DATASET RECORDS Start Marker

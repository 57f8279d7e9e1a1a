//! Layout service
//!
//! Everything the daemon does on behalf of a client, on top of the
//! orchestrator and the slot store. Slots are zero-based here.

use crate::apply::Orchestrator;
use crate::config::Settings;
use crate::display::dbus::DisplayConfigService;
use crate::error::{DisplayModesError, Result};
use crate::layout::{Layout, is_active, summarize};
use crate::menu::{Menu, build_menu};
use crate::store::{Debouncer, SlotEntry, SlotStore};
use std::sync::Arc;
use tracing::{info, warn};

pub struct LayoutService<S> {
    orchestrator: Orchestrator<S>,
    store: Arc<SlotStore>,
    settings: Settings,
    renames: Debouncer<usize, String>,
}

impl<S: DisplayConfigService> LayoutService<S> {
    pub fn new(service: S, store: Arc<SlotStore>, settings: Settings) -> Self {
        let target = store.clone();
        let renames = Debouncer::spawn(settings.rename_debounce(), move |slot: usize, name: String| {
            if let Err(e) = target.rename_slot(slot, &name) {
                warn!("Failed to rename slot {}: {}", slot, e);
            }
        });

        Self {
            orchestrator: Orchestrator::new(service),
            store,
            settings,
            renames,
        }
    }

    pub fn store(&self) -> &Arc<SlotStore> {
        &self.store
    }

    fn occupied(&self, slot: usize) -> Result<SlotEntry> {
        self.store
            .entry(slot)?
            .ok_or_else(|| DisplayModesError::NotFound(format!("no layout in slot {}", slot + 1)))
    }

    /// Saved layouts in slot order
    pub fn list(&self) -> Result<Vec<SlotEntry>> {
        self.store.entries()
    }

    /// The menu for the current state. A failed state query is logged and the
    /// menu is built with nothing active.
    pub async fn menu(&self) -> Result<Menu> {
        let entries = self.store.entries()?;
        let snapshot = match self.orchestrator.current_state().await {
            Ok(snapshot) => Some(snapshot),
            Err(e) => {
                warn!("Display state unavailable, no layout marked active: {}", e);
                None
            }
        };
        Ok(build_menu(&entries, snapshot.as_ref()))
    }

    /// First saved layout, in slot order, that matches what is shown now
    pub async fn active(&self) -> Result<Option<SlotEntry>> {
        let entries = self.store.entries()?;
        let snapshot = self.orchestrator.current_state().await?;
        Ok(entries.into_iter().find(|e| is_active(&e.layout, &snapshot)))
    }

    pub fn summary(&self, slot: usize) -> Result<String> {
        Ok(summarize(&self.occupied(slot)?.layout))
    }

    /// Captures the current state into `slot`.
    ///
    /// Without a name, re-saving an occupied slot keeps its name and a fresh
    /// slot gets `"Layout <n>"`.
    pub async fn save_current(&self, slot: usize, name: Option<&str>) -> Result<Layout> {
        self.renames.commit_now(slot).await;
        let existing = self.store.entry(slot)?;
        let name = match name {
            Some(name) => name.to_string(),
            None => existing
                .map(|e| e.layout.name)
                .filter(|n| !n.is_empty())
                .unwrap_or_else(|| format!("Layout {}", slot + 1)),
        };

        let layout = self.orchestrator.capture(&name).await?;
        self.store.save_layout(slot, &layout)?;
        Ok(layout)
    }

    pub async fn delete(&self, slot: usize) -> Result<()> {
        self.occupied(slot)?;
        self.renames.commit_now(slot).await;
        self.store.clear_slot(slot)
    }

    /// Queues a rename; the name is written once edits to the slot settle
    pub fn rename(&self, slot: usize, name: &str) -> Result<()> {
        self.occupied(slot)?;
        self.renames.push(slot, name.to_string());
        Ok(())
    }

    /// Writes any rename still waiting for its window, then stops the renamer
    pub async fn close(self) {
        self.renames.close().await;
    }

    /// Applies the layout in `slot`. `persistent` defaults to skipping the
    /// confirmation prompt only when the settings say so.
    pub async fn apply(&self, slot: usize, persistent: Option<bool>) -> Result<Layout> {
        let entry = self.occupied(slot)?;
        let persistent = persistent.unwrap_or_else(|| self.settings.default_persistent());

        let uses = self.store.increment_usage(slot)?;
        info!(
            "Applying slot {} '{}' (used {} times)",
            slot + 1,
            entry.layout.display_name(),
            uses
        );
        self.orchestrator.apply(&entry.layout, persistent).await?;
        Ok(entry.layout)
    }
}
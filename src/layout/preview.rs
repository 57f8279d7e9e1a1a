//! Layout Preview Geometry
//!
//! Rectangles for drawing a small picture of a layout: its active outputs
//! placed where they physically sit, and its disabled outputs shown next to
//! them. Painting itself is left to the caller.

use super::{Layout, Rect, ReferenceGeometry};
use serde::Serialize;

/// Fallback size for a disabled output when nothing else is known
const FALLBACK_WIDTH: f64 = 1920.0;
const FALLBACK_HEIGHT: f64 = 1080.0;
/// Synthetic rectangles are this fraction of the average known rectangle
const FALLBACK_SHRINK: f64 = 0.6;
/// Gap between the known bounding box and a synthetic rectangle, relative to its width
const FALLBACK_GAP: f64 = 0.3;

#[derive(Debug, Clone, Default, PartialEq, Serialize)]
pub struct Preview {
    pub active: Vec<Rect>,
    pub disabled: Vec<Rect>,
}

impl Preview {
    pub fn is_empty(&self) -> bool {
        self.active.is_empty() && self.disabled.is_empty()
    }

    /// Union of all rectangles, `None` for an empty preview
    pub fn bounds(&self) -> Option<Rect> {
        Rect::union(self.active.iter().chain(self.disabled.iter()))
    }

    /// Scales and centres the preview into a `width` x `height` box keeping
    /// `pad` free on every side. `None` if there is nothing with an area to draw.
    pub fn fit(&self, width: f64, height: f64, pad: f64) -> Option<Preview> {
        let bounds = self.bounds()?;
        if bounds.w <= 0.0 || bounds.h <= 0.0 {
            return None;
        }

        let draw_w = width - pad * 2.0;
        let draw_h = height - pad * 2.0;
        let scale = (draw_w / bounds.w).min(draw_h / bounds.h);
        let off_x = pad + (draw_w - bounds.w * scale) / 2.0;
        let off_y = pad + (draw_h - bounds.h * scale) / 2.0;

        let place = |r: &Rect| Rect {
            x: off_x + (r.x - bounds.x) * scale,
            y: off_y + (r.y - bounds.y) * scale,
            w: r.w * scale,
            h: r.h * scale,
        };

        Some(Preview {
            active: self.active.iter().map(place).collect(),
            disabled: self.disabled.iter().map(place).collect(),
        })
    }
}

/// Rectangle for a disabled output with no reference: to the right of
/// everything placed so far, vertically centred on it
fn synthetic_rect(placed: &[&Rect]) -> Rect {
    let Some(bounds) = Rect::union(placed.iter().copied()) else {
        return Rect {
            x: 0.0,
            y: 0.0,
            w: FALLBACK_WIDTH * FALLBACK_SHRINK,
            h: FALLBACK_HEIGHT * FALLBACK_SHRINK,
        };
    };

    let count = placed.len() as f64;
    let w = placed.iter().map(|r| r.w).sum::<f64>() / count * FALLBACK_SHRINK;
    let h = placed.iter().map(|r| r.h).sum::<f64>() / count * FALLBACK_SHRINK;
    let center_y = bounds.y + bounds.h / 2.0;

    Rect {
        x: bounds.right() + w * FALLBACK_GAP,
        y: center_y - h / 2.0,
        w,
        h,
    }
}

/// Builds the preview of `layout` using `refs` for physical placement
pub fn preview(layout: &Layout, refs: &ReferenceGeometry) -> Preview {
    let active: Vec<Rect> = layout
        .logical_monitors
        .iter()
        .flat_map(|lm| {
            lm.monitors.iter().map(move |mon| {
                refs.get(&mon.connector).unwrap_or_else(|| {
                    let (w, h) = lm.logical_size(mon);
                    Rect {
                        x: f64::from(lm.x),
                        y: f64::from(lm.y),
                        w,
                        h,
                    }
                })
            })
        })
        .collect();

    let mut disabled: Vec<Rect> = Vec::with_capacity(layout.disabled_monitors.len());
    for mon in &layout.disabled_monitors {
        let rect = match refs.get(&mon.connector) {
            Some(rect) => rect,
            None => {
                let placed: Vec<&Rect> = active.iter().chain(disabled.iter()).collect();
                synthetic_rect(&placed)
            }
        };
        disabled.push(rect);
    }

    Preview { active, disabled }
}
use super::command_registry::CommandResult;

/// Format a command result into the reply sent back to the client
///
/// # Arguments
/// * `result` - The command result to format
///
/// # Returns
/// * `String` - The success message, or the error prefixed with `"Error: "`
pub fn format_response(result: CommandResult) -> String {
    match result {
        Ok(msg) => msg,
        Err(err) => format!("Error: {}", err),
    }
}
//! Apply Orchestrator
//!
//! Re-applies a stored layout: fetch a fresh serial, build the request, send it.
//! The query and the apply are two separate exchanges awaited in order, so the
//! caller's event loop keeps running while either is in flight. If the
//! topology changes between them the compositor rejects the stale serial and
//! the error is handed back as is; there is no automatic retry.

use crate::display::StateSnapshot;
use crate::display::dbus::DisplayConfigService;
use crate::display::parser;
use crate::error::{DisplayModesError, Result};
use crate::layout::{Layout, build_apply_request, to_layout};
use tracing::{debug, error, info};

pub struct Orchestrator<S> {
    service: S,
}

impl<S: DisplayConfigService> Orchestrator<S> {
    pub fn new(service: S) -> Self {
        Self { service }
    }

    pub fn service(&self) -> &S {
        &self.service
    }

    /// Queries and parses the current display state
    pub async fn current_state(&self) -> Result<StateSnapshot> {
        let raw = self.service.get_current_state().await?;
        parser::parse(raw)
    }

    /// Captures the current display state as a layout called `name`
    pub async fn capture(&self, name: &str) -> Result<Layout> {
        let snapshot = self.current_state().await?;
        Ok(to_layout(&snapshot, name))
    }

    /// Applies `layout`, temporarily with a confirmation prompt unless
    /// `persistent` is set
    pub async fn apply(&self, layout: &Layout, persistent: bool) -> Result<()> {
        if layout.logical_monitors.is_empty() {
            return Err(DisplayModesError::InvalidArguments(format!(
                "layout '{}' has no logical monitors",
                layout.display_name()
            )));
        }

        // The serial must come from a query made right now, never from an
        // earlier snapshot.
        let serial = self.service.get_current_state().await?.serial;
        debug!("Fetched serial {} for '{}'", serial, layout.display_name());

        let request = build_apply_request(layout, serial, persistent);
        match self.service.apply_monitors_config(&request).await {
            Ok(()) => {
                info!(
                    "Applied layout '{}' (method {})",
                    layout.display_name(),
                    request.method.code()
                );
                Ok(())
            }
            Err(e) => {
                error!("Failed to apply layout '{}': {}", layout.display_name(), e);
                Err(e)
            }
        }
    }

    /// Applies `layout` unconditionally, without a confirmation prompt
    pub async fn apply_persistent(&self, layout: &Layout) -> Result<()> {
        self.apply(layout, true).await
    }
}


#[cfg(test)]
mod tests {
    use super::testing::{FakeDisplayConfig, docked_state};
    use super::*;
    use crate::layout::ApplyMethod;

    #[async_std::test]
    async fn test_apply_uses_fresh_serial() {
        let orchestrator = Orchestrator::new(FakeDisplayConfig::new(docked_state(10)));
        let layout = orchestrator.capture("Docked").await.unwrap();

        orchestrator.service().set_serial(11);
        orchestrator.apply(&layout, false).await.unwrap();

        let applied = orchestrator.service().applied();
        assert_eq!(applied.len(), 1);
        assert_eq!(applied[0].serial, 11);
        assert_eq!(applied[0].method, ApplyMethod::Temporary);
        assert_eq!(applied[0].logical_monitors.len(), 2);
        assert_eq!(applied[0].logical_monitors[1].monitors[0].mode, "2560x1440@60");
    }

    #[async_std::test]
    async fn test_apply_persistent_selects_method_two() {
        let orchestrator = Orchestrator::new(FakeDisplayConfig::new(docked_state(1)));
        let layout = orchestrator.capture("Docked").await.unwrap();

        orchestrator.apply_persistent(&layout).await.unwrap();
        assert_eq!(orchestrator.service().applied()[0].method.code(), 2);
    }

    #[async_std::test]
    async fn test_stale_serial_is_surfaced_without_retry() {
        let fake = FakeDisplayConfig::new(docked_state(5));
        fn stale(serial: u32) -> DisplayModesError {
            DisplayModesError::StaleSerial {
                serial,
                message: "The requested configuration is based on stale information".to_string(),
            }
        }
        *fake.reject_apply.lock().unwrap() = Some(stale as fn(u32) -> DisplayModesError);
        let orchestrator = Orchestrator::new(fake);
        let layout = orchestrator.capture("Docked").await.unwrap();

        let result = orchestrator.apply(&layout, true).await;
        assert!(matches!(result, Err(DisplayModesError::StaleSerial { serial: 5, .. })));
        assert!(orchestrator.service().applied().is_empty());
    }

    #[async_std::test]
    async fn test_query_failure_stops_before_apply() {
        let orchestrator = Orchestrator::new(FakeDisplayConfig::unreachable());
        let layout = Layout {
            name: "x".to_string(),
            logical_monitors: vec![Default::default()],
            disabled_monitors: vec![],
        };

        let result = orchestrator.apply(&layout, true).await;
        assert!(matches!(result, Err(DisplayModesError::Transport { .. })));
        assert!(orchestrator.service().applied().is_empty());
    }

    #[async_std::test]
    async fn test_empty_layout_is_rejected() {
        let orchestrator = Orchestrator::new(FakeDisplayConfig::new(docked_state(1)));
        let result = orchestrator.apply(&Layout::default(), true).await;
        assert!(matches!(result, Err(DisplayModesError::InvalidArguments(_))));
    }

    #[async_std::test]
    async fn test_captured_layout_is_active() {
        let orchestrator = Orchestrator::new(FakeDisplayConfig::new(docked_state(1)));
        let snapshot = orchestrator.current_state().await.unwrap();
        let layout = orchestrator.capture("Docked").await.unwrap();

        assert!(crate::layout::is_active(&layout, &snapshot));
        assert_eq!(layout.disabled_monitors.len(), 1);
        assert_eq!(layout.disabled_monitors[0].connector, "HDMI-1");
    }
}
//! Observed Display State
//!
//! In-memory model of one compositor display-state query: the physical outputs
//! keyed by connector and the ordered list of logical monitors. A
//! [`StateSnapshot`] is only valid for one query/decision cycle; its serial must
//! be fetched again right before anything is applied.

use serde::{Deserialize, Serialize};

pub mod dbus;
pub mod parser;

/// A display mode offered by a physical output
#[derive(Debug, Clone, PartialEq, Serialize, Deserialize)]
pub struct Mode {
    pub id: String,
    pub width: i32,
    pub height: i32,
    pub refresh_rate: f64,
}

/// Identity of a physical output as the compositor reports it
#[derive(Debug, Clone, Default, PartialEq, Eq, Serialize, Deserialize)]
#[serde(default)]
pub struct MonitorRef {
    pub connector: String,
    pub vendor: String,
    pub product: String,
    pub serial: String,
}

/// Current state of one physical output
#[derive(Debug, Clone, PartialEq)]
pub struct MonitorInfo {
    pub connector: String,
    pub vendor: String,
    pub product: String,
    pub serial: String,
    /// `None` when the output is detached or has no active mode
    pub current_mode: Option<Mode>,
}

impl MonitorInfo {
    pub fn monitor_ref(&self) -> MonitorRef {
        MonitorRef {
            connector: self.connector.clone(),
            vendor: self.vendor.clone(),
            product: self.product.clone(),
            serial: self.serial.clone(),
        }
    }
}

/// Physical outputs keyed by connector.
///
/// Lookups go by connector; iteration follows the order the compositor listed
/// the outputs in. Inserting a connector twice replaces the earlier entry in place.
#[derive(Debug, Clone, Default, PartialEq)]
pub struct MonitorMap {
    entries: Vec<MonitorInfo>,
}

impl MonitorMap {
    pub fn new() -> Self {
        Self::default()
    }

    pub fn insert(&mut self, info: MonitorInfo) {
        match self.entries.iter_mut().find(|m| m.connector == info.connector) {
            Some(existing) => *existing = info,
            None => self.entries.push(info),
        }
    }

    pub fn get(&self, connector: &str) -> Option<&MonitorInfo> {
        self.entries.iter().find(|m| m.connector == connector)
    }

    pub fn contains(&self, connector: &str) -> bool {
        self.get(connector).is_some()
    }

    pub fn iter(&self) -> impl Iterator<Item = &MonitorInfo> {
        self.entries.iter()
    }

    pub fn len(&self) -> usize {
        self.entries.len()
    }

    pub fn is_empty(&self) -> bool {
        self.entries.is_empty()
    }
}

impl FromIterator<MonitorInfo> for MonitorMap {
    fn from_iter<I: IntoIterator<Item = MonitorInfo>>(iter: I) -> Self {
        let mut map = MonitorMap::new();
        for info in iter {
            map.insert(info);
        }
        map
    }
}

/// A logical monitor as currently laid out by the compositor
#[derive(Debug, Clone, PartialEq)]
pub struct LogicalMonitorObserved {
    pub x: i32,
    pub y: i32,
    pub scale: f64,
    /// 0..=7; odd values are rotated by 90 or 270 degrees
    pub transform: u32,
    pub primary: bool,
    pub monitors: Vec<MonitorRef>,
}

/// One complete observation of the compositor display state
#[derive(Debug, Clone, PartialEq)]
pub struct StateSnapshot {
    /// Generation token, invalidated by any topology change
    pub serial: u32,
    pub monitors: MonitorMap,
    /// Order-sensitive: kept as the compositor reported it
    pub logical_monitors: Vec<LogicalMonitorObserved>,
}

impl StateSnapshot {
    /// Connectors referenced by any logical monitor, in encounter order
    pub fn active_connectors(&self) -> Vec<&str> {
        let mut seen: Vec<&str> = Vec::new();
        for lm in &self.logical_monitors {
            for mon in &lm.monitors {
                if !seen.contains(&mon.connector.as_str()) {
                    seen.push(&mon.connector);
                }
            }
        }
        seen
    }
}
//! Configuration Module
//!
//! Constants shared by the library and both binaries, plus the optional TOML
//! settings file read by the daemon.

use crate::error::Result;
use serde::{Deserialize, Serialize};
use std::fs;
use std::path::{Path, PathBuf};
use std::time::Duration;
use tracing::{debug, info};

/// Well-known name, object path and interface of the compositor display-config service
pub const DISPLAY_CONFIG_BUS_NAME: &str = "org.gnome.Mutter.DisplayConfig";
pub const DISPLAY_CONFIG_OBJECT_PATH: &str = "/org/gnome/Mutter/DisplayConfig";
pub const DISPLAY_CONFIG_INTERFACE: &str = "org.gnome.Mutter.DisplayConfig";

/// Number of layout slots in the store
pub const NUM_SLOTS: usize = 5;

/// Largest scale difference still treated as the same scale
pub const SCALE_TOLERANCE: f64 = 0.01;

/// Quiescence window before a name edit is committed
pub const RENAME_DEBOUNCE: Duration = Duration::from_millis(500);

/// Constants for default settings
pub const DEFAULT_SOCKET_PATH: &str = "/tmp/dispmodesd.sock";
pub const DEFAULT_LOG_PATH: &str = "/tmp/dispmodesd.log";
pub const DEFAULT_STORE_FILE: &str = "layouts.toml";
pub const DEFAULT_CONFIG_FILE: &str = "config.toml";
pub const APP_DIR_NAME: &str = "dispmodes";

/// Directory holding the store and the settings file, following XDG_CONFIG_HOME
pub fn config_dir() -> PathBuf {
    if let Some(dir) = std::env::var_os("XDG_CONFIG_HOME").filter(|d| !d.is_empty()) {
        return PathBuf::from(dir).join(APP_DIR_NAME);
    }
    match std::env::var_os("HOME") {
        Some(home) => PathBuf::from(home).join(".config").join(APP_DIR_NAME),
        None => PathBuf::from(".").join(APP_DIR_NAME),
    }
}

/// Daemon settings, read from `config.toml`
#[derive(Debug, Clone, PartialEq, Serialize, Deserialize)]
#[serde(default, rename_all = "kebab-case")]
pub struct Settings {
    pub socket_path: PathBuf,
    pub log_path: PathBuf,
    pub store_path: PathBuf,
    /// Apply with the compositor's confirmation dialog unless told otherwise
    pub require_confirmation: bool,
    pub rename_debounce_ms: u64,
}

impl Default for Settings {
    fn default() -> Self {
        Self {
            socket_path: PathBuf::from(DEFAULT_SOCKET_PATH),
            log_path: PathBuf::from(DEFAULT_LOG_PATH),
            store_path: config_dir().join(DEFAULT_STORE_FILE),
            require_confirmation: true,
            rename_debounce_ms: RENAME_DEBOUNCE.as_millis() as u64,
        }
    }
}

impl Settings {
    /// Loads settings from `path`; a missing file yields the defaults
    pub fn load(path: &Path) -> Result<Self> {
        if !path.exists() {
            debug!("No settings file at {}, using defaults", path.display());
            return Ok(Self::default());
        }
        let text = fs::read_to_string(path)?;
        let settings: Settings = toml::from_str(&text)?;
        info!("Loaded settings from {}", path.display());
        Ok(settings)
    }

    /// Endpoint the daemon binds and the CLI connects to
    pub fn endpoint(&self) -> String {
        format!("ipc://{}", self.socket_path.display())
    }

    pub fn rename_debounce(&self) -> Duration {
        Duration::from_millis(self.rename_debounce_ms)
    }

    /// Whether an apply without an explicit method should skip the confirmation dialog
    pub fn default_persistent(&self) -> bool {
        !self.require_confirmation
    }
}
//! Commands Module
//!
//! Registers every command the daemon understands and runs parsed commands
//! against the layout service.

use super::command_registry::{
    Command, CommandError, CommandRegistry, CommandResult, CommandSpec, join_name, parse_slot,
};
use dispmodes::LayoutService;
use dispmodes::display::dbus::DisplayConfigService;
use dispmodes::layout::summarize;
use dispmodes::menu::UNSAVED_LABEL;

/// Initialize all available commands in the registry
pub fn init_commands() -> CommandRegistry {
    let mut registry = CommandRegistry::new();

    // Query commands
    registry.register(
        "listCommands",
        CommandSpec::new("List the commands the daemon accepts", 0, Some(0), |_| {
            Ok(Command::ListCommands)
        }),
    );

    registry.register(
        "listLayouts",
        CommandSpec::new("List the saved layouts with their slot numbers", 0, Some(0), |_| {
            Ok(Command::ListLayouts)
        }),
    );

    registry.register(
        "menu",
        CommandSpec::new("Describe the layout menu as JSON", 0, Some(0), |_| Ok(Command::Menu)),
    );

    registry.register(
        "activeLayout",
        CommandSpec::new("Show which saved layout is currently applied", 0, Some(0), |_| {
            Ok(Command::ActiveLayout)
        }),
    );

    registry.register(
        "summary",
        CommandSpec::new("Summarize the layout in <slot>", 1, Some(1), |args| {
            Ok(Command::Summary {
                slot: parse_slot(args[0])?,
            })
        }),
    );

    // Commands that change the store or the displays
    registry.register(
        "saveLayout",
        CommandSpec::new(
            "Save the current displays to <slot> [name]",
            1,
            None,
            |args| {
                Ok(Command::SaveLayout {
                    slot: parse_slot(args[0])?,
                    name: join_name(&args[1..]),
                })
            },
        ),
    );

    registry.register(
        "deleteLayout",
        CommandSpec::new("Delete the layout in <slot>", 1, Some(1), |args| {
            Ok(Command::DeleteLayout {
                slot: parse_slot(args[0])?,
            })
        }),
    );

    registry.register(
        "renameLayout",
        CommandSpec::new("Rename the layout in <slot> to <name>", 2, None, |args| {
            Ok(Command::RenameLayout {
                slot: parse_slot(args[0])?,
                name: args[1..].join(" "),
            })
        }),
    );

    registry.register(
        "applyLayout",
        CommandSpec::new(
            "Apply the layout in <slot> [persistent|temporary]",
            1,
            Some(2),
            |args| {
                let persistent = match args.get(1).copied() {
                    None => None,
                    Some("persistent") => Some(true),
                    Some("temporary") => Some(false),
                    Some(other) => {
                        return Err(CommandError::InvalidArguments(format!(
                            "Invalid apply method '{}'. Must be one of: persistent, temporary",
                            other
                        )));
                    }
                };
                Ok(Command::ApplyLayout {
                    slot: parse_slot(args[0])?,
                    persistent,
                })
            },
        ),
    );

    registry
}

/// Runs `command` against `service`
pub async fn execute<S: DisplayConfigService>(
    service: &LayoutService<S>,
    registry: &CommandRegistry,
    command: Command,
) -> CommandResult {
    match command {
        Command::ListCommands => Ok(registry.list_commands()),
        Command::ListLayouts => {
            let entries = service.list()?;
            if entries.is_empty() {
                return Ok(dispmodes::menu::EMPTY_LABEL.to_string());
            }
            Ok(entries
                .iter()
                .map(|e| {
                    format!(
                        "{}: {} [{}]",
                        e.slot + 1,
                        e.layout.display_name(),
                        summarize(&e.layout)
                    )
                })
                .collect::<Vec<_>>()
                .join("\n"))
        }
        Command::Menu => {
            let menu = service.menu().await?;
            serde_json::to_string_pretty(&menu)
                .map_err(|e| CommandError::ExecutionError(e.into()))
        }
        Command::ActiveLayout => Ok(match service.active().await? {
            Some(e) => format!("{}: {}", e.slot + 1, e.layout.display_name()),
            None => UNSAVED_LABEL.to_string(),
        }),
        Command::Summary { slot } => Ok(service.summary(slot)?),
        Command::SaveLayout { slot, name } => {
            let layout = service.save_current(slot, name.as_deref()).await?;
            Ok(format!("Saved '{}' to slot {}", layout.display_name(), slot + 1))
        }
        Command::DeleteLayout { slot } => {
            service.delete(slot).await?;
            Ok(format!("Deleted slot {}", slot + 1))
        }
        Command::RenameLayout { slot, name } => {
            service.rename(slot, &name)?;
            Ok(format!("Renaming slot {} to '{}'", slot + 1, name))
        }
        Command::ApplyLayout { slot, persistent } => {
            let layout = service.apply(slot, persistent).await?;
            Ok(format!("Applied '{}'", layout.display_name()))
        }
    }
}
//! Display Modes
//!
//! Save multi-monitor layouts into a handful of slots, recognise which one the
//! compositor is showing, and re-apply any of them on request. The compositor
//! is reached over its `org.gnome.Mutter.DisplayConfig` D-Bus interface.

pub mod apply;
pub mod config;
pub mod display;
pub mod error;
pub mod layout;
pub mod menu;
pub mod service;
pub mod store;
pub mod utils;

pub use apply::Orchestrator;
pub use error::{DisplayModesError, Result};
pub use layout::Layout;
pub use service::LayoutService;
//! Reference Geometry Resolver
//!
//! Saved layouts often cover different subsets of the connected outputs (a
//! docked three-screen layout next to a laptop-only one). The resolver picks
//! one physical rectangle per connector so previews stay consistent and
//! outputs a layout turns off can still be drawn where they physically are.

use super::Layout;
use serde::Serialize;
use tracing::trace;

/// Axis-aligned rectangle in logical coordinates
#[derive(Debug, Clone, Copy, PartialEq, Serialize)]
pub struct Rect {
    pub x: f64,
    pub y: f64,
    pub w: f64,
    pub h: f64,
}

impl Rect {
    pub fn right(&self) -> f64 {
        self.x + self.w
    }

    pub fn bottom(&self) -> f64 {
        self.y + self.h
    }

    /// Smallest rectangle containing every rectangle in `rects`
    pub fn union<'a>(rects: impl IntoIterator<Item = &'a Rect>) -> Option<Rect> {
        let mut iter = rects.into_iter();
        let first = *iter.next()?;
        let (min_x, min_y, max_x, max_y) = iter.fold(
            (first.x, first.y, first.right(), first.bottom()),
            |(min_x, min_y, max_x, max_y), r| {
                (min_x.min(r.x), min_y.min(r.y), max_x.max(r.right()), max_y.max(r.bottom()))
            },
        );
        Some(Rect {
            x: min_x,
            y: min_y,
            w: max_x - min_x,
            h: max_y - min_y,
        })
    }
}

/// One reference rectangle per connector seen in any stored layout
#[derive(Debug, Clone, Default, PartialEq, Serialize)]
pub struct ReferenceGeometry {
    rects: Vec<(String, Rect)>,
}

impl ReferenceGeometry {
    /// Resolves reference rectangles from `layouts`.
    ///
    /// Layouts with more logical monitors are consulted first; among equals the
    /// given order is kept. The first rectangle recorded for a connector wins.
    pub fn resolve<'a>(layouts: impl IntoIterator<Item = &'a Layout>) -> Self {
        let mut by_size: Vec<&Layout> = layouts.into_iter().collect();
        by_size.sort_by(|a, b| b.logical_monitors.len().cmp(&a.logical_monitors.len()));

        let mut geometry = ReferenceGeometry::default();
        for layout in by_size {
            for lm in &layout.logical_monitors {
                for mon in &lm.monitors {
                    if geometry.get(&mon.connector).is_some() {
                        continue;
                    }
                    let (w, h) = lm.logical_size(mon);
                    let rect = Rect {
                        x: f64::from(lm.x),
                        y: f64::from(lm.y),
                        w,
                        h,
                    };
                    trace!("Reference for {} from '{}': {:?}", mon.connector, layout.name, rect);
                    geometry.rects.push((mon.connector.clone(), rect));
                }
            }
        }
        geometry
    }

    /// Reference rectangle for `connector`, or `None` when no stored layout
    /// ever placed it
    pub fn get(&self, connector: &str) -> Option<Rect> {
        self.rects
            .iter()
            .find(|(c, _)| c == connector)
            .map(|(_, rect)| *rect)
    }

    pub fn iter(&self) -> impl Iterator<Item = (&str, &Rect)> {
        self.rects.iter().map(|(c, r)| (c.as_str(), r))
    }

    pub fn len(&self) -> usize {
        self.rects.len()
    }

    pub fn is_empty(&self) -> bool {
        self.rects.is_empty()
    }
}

DATASET RECORDS End Marker

→ EXERCISE REQUIREMENTS
Once you reach the line with "in the store" in the data above, copy it and every line after it exactly, up to and including the line with "edit is committed".

→ RESPONSE
/// Number of layout slots in the store
pub const NUM_SLOTS: usize = 5;

/// Largest scale difference still treated as the same scale
pub const SCALE_TOLERANCE: f64 = 0.01;

/// Quiescence window before a name edit is committed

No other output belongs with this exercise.